For those of you who want to read what I'm writing even if it has no relevance to what I used to write about in this space, click here.

SRS

P.S. Let me know if that doesn't work, but I will probably be quite a while in reading my messages here.

Monday, September 24, 2007

So this has all been leading

...here? Someone called this ball in this pocket long ago:

Proverbs 5:3-5
Proverbs 7:22-23
2 Peter 2:22

SRS

Tuesday, September 04, 2007

The real problem hidden by America's obesity

Have you noticed that among all the jibba-jabba about obesity and America being too fat, there are still people who are trying to sound the alarm about how the horrible standard of beauty in our society is causing women to be anorexic? This is an excellent example of how stupid collectivism is.

First, we are to believe that it's "society's" fault that some women starve themselves in an effort to be thin. For one thing, these poor women would probably be doing this even if morbidly obese women were held up as the ideal of beauty. One friend of mine who struggled with anorexia confided that it was about control. She was depressed, and the one thing she could control was what she ate, so control it she did - with dangerous consequences.

Second, now that there are clearly more women (and men too) who are in danger of dying of obesity than of anorexia, that is "society's" fault too. And somehow, something in the culture made people become fat - this same culture that made some women dangerously thin! Now it takes a village (and universal health insurance, and bans on trans fats) to save America from this new threat. Mandated exercise and U.S. Attorney General-filed lawsuits against Mickey D's would not be amiss, would they?
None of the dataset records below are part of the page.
use chrono::{DateTime, Utc};
use serde::{Deserialize, Serialize};

use crate::classifier::{AgeBand, Category};

/// Dedup key for a title: trimmed and case-folded.
pub fn normalize_title(title: &str) -> String {
    title.trim().to_lowercase()
}

/// A named place to buy a book.
#[derive(Debug, Clone, PartialEq, Eq, Hash, Serialize, Deserialize)]
pub struct PurchaseLink {
    pub name: String,
    pub url: String,
}

/// Drop repeated links, keeping first occurrences in order.
pub fn dedup_links(links: Vec<PurchaseLink>) -> Vec<PurchaseLink> {
    let mut out: Vec<PurchaseLink> = Vec::with_capacity(links.len());
    for link in links {
        if !out.contains(&link) {
            out.push(link);
        }
    }
    out
}

/// One entry of the shared list, unique per normalized title.
#[derive(Debug, Clone, PartialEq, Eq, Serialize, Deserialize)]
pub struct BookRecord {
    pub id: String,
    /// Title as first submitted (trimmed).
    pub title: String,
    /// Number of submissions plus likes; never below 1.
    pub favorites: u32,
    /// Reasons in submission order.
    pub comments: Vec<String>,
    pub age_band: AgeBand,
    pub category: Category,
    #[serde(default, skip_serializing_if = "Option::is_none")]
    pub thumbnail_url: Option<String>,
    #[serde(default)]
    pub purchase_links: Vec<PurchaseLink>,
    pub created_at: DateTime<Utc>,
    pub updated_at: DateTime<Utc>,
}

impl BookRecord {
    /// First record for a title, created from a submission.
    pub fn from_upsert(upsert: &BookUpsert) -> Self {
        let now = Utc::now();
        Self {
            id: uuid::Uuid::new_v4().to_string(),
            title: upsert.title.trim().to_string(),
            favorites: 1,
            comments: vec![upsert.comment.clone()],
            age_band: upsert.age_band.clone(),
            category: upsert.category,
            thumbnail_url: upsert.thumbnail_url.clone(),
            purchase_links: dedup_links(upsert.purchase_links.clone()),
            created_at: now,
            updated_at: now,
        }
    }

    pub fn key(&self) -> String {
        normalize_title(&self.title)
    }
}

/// A validated, classified submission ready to be folded into the aggregate.
#[derive(Debug, Clone, PartialEq, Eq, Serialize, Deserialize)]
pub struct BookUpsert {
    pub title: String,
    pub comment: String,
    pub age_band: AgeBand,
    pub category: Category,
    #[serde(default)]
    pub thumbnail_url: Option<String>,
    #[serde(default)]
    pub purchase_links: Vec<PurchaseLink>,
}

impl BookUpsert {
    pub fn key(&self) -> String {
        normalize_title(&self.title)
    }
}

/// What happened to the aggregate, carrying the store-acknowledged record.
#[derive(Debug, Clone, PartialEq, Eq, Serialize, Deserialize)]
#[serde(tag = "type", content = "book", rename_all = "snake_case")]
pub enum ReconcileEvent {
    /// First submission of a title.
    Created(BookRecord),
    /// Existing title gained a favorite (and possibly a comment).
    Merged(BookRecord),
}

impl ReconcileEvent {
    pub fn record(&self) -> &BookRecord {
        match self {
            ReconcileEvent::Created(r) | ReconcileEvent::Merged(r) => r,
        }
    }

    pub fn is_new(&self) -> bool {
        matches!(self, ReconcileEvent::Created(_))
    }
}

/// Ordering for list reads.
#[derive(Debug, Clone, Copy, Default, PartialEq, Eq, Serialize, Deserialize)]
#[serde(rename_all = "snake_case")]
pub enum SortOrder {
    /// Most recently created first.
    #[default]
    Recent,
    /// Most favorites first, ties by recency.
    Popular,
}

/// Filter for list reads.
#[derive(Debug, Clone, Default)]
pub struct BookFilter {
    pub category: Option<Category>,
    /// Coarse age bucket (see [`AgeBand::bucket`]).
    pub age_bucket: Option<AgeBand>,
    pub sort: SortOrder,
}

impl BookFilter {
    pub fn new() -> Self {
        Self::default()
    }

    pub fn with_category(mut self, category: Category) -> Self {
        self.category = Some(category);
        self
    }

    pub fn with_age_bucket(mut self, bucket: AgeBand) -> Self {
        self.age_bucket = Some(bucket.bucket());
        self
    }

    pub fn with_sort(mut self, sort: SortOrder) -> Self {
        self.sort = sort;
        self
    }

    pub fn matches(&self, record: &BookRecord) -> bool {
        self.category.is_none_or(|c| record.category == c)
            && self
                .age_bucket
                .as_ref()
                .is_none_or(|b| &record.age_band.bucket() == b)
    }

    /// Filter and order records given newest first.
    pub fn select<'a>(
        &self,
        newest_first: impl IntoIterator<Item = &'a BookRecord>,
    ) -> Vec<BookRecord> {
        let mut out: Vec<BookRecord> = newest_first
            .into_iter()
            .filter(|r| self.matches(r))
            .cloned()
            .collect();
        if self.sort == SortOrder::Popular {
            // Stable sort keeps recency among equal favorites.
            out.sort_by(|a, b| b.favorites.cmp(&a.favorites));
        }
        out
    }
}

/// Distinct display buckets among records of a category, in first-seen order.
pub fn age_buckets<'a>(
    records: impl IntoIterator<Item = &'a BookRecord>,
    category: Option<Category>,
) -> Vec<AgeBand> {
    let mut buckets: Vec<AgeBand> = Vec::new();
    for record in records {
        if category.is_some_and(|c| record.category != c) {
            continue;
        }
        let bucket = record.age_band.bucket();
        if !buckets.contains(&bucket) {
            buckets.push(bucket);
        }
    }
    buckets
}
Meanwhile, DoveĀ® is a modern-day hero for the "Campaign for real beauty" ads (at the moment they seemed to be focused on hair), which celebrate overweight women as beautiful. It's true that more Americans than ever consider overweight people attractive, and we shouldn't be judgmental (except about Manuel Uribe: it's okay to be judgmental about him), but some of the preachy people are telling us we need to get with the weight loss program. So who's right? The "society needs to get healthier and lose weight" scientists, or the "society needs to appreciate fat people (particularly women) for who they are and say that they're beautiful" feminists?

Surprise answer: they're both wrong! ...for butting into other people's business and framing a lot of individual problems as a societal problem. Yes, obese people would be better off if they lost weight. But that is their problem. If they ask me for my help, I'll help, but I'll also fight for their right to sit on their backsides and stuff their faces all day. Scientists arguing for government intervention in the obesity "epidemic" make the point that the obese will cause huge medical costs if things continue as they are. Good point, but my problem is not with their obesity, then, but with the Medicaid/Medicare/Social Security Disability they get... and their food stamps.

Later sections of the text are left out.